You don't need a "naked eye" to identify these typical problems. They are objectively defined and clearly identified effects. You see them yourself, you just don't yet know the terms that describe them. Unfortunately some of the major problems like scanline distortion can't be repaired after capture, and data destroyed through lossy encodes is not recoverable.

It's possible that you haven't seen the results of lossless capturing and processing, although browsing most tech forums such as this one would expose your view to lossy work, lossless results, good and bad video repair, and many other elements. Along lossless lines, here are a few posted results of video made with lossless capture, recommended brands and types of VCR, inclusion of linescan and frame timing tbc correction, use of recommended capture devices from expensive AGP cards to more affordable USB dongles, use of lossless codecs and lossless processing, recommended cleanup operations using preferred restoration apps instead of "editors", and no lossy encoding until the final delivery output stage.
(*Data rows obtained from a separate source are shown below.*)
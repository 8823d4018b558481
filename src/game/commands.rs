//! Discrete world mutations queued by players and applied at tick start

use chrono::{DateTime, Utc};
use serde::{Deserialize, Serialize};
use tracing::{debug, info};
use uuid::Uuid;

use super::combat::{Muzzle, Weapon, WeaponKind};
use super::entities::{normalize_heading, Movable, Ship};
use super::game_loop::GameContext;
use super::vector::Vector2;

/// Arena extents used to place the spawn ring
pub const ARENA_WIDTH: f32 = 100.0;
pub const ARENA_HEIGHT: f32 = 100.0;

/// A command targeting one ship (or player) by id.
///
/// Applying a command whose target does not exist is a no-op.
#[derive(Debug, Clone, PartialEq, Serialize, Deserialize)]
#[serde(tag = "type", rename_all = "snake_case")]
pub enum Command {
    /// Spawn the player's ship unless it already exists
    EnsurePlayer { player_id: Uuid },
    /// Thrust along the current heading (-1 = brake, 1 = full forward)
    Move { ship_id: Uuid, thrust: f32 },
    /// Rotate by a number of degrees
    Turn { ship_id: Uuid, degrees: f32 },
    /// Fire the weapon with this code, or the first equipped one
    Shoot {
        ship_id: Uuid,
        weapon: Option<String>,
    },
}

impl Command {
    pub fn apply(&self, ctx: &mut GameContext, now: DateTime<Utc>) {
        match self {
            Command::EnsurePlayer { player_id } => ensure_player(ctx, *player_id),
            Command::Move { ship_id, thrust } => {
                if let Some(ship) = ctx.ships.get_mut(ship_id) {
                    ship.apply_thrust(*thrust);
                }
            }
            Command::Turn { ship_id, degrees } => {
                if let Some(ship) = ctx.ships.get_mut(ship_id) {
                    ship.rotate(*degrees);
                }
            }
            Command::Shoot { ship_id, weapon } => shoot(ctx, *ship_id, weapon.as_deref(), now),
        }
    }
}

fn ensure_player(ctx: &mut GameContext, player_id: Uuid) {
    if ctx.ships.contains_key(&player_id) {
        return;
    }

    let (position, heading) = spawn_point(player_id);
    let mut ship = Ship::new(player_id, position).with_heading(heading);
    ship.equip(Weapon::rocket());

    info!(
        player_id = %player_id,
        x = position.x,
        y = position.y,
        "Spawned ship"
    );
    ctx.ships.insert(ship.id, ship);
}

fn shoot(ctx: &mut GameContext, ship_id: Uuid, code: Option<&str>, now: DateTime<Utc>) {
    let Some(ship) = ctx.ships.get_mut(&ship_id) else {
        return;
    };

    let muzzle = Muzzle::of(ship);
    let requested = code.and_then(WeaponKind::from_code);
    let slot = requested
        .and_then(|kind| ship.weapons.iter().position(|w| w.kind() == kind))
        .unwrap_or(0);

    let Some(weapon) = ship.weapons.get_mut(slot) else {
        return;
    };

    // A weapon that is not ready simply produces nothing this tick
    match weapon.fire(now, &muzzle) {
        Ok(projectile) => {
            ctx.projectiles.insert(projectile.id, projectile);
        }
        Err(e) => {
            debug!(ship_id = %ship_id, error = %e, "Shot rejected");
        }
    }
}

/// Deterministic spawn position and heading for a player.
///
/// Players are spread around a ring centred in the arena, with the nose
/// pointed at the centre. The same id always yields the same spawn.
pub fn spawn_point(player_id: Uuid) -> (Vector2, f32) {
    let mut h: i32 = 17;
    for b in player_id.as_bytes() {
        h = h.wrapping_mul(31).wrapping_add(i32::from(*b));
    }
    let t = (h & 0x7FFF_FFFF) as f32 / i32::MAX as f32;

    let center = Vector2::new(ARENA_WIDTH * 0.5, ARENA_HEIGHT * 0.5);
    let ring = ARENA_WIDTH.min(ARENA_HEIGHT) * 0.35;
    let angle = t * std::f32::consts::TAU;

    let position = center + Vector2::new(angle.cos(), angle.sin()) * ring;
    let to_center = center - position;
    let heading = normalize_heading(to_center.y.atan2(to_center.x).to_degrees());

    (position, heading)
}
Here are a couple of quickie home video final results:
test_sample_1a2.mp4 (4.9 mb) from a lossless capture: http://www.digitalfaq.com/forum/atta...-sample-1a2mp4

Edited home_tape_rework.mpg from a lossless capture and lossless processing: http://www.digitalfaq.com/forum/atta...tape_reworkmpg

Slightly longer sample restored from lossless capture of a 1979 home recording off old analog cable TV, using a recommended player, time base correction, a preferred capture card, and lossless processing: http://www.digitalfaq.com/forum/atta...back-samplemp4

Here is a longer 2.2 minute example of edits losslessly made from a lossless, unfiltered capture of a poorly mastered retail VHS tape ("Memphis Belle") and selected, unimproved scenes from the original lossless capture played with an appropriate quality VCR with time base correction thru a recommended capture device to lossless media. There was no further processing or filtering other than lossless cut-edits in Avisynth: http://www.digitalfaq.com/forum/atta...ts_originalmp4

See if you think these lossless samples demonstrate better results.

You can't expect quality results from poor equipment and destructive processing. There are good VCr's and other hardware available if you research for them, and good capture cards that we recommend for less than $50 USD. The optimal capture software used for all these samples was VirtualDub, which is free.